MAGMa is essential for the next stage of my academic trajectory because it directly addresses the structural questions my background has exposed but cannot resolve independently. Its interdisciplinary focus on art markets, cultural heritage economics, and global management aligns precisely with my interest in craft governance. The programme's multi-institutional European structure offers a comparative framework through which to analyse how different regulatory and market systems shape craft-based industries. Unlike conventional heritage programmes, MAGMa critically examines how cultural value is produced, circulated, and institutionalized, the very mechanisms that determine whether artisan traditions are protected or marginalized within global economic systems. Coursework in cultural economics, heritage policy, and market regulation within the MAGMa consortium is particularly relevant to my interest in evaluating institutional responsibility toward craft labour. My prior training equips me to engage fully with this framework: Fine Arts cultivated material and visual analysis, Economics strengthened value and systems analysis, and Fashion Design developed research methodologies grounded in material culture. MAGMa will allow me to integrate these strands through institutional and policy-oriented inquiry, bridging creative heritage with structural accountability.

For the Year 2 dissertation, I propose to examine South Asian textile crafts within global luxury and art markets, focusing on authorship, valuation, and economic sustainability. This research will argue that existing heritage frameworks often reproduce extractive logics by prioritizing market visibility over artisan governance. Using Pakistani block-printing and embroidery traditions as case studies, I will analyse whether current policies and market structures empower artisans or perpetuate asymmetrical value extraction. Methodologically, the project will combine cultural economics, policy analysis, and comparative market study across South Asian and European contexts. Comparative analysis with European art-market governance models will enable a critical assessment of whether global frameworks protect or erode artisan authorship, agency, and long-term livelihood.

Within MAGMa's academic community, I will contribute an informed perspective grounded in sustained engagement with informal craft economies and research-led design practice. I actively bring case-based material from the Global South into academic discussion and aim to challenge Eurocentric heritage frameworks by foregrounding labour, governance, and lived economic realities. I look forward to contributing through seminar dialogue, collaborative research projects, and peer critique by bridging material practice with policy-oriented analysis.

Post-MAGMa, I intend to return to Pakistan to work as a cultural policy researcher or programme consultant within heritage institutions, development organizations, or public sector initiatives. My objective is to contribute to institutional frameworks that bridge local craft knowledge with global market systems while safeguarding artisan labour, authorship, and agency.

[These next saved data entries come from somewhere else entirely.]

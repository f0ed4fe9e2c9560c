//! Session module
//!
//! Supplies the cookies needed to get past the site's challenge gate.
//!
//! # Providers
//!
//! - [`StaticProvider`] - tokens fixed at startup (config, env, pasted cURL)
//! - [`CommandProvider`] - runs an acquisition helper with a time budget
//! - [`FallbackProvider`] - probes primary tokens, refreshes when they fail
//!
//! The pagination engine only sees the [`SessionProvider`] trait.

mod command;
mod curl;
mod provider;
mod types;

pub use command::{run_with_timeout, CommandProvider, ProcessOutput};
pub use curl::extract_cookies_from_curl;
pub use provider::{FallbackProvider, SessionProvider, StaticProvider};
pub use types::{
    cookie_name_for_env, env_name_for_cookie, redact, SessionTokens, TokenGrant,
    CLEARANCE_COOKIE, ENV_COOKIE_NAMES,
};

#[cfg(test)]
mod tests;
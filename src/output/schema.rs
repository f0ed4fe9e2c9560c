//! Column layout shared by the tabular sinks
//!
//! CSV, Parquet and Sheets all use the same flattened view of a [`Record`]:
//! markets joined into one string and the four flags as separate columns.

use crate::error::Result;
use crate::record::Record;
use arrow::array::{ArrayRef, BooleanArray, StringArray};
use arrow::datatypes::{DataType, Field, Schema};
use arrow::record_batch::RecordBatch;
use serde::Serialize;
use std::sync::Arc;

/// Column names for CSV and Parquet
pub const CSV_COLUMNS: [&str; 13] = [
    "id",
    "link",
    "company1",
    "company2",
    "subjects",
    "date",
    "country",
    "markets",
    "contract_slug",
    "flag_retail",
    "flag_acquisition",
    "flag_startup",
    "flag_rebranding",
];

/// Header row for the spreadsheet
pub const SHEET_HEADERS: [&str; 13] = [
    "ID",
    "Link",
    "Company 1",
    "Company 2",
    "Subjects",
    "Date",
    "Country",
    "Markets",
    "Contract Slug",
    "Retail",
    "Acquisition",
    "Startup",
    "Rebranding",
];

/// One flattened row; field order matches [`CSV_COLUMNS`]
#[derive(Debug, Clone, PartialEq, Eq, Serialize)]
pub struct FlatRecord<'a> {
    pub id: String,
    pub link: &'a str,
    pub company1: &'a str,
    pub company2: &'a str,
    pub subjects: &'a str,
    pub date: &'a str,
    pub country: &'a str,
    pub markets: String,
    pub contract_slug: &'a str,
    pub flag_retail: bool,
    pub flag_acquisition: bool,
    pub flag_startup: bool,
    pub flag_rebranding: bool,
}

impl<'a> From<&'a Record> for FlatRecord<'a> {
    fn from(record: &'a Record) -> Self {
        Self {
            id: record.id_string(),
            link: &record.link,
            company1: &record.company1,
            company2: &record.company2,
            subjects: &record.subjects,
            date: &record.date,
            country: &record.country,
            markets: record.markets_joined(),
            contract_slug: &record.contract_slug,
            flag_retail: record.flags.retail,
            flag_acquisition: record.flags.acquisition,
            flag_startup: record.flags.startup,
            flag_rebranding: record.flags.rebranding,
        }
    }
}

/// Arrow schema for contract records
pub fn contracts_schema() -> Schema {
    let mut fields: Vec<Field> = Vec::with_capacity(CSV_COLUMNS.len());
    fields.push(Field::new("id", DataType::Utf8, true));
    for name in &CSV_COLUMNS[1..9] {
        fields.push(Field::new(*name, DataType::Utf8, false));
    }
    for name in &CSV_COLUMNS[9..] {
        fields.push(Field::new(*name, DataType::Boolean, false));
    }
    Schema::new(fields)
}

/// Convert records to an Arrow RecordBatch with [`contracts_schema`]
pub fn records_to_batch(records: &[Record]) -> Result<RecordBatch> {
    let strings = |f: fn(&Record) -> String| -> ArrayRef {
        Arc::new(StringArray::from(records.iter().map(f).collect::<Vec<_>>()))
    };
    let flags = |f: fn(&Record) -> bool| -> ArrayRef {
        Arc::new(BooleanArray::from(records.iter().map(f).collect::<Vec<_>>()))
    };

    let ids: ArrayRef = Arc::new(StringArray::from(
        records
            .iter()
            .map(|r| r.id.as_ref().map(ToString::to_string))
            .collect::<Vec<_>>(),
    ));

    let columns = vec![
        ids,
        strings(|r| r.link.clone()),
        strings(|r| r.company1.clone()),
        strings(|r| r.company2.clone()),
        strings(|r| r.subjects.clone()),
        strings(|r| r.date.clone()),
        strings(|r| r.country.clone()),
        strings(Record::markets_joined),
        strings(|r| r.contract_slug.clone()),
        flags(|r| r.flags.retail),
        flags(|r| r.flags.acquisition),
        flags(|r| r.flags.startup),
        flags(|r| r.flags.rebranding),
    ];

    Ok(RecordBatch::try_new(Arc::new(contracts_schema()), columns)?)
}

/// Spreadsheet cell for a flag
fn yes_or_blank(flag: bool) -> String {
    if flag { "Yes" } else { "" }.to_string()
}

/// Header plus one row per record, as spreadsheet cell values
pub fn sheet_rows(records: &[Record]) -> Vec<Vec<String>> {
    let mut rows = Vec::with_capacity(records.len() + 1);
    rows.push(SHEET_HEADERS.iter().map(ToString::to_string).collect());
    for record in records {
        rows.push(vec![
            record.id_string(),
            record.link.clone(),
            record.company1.clone(),
            record.company2.clone(),
            record.subjects.clone(),
            record.date.clone(),
            record.country.clone(),
            record.markets_joined(),
            record.contract_slug.clone(),
            yes_or_blank(record.flags.retail),
            yes_or_blank(record.flags.acquisition),
            yes_or_blank(record.flags.startup),
            yes_or_blank(record.flags.rebranding),
        ]);
    }
    rows
}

Without structural intervention, many of the craft communities I have worked with face irreversible loss of both livelihood and cultural ownership. By applying the institutional, economic, and policy training offered by MAGMa, I aim to support equitable, governance-led models of craft preservation rather than extractive modes of cultural value production. My IELTS score of 8.5 and consistent academic excellence confirm my preparedness for the intellectual rigour of an Erasmus Mundus programme. More importantly, my academic trajectory reflects a clear purpose: to engage with cultural heritage not as nostalgia or ornament, but as a system demanding ethical governance, economic sustainability, and institutional responsibility. Through MAGMa, I seek the tools to ensure craft continues to breathe without being consumed.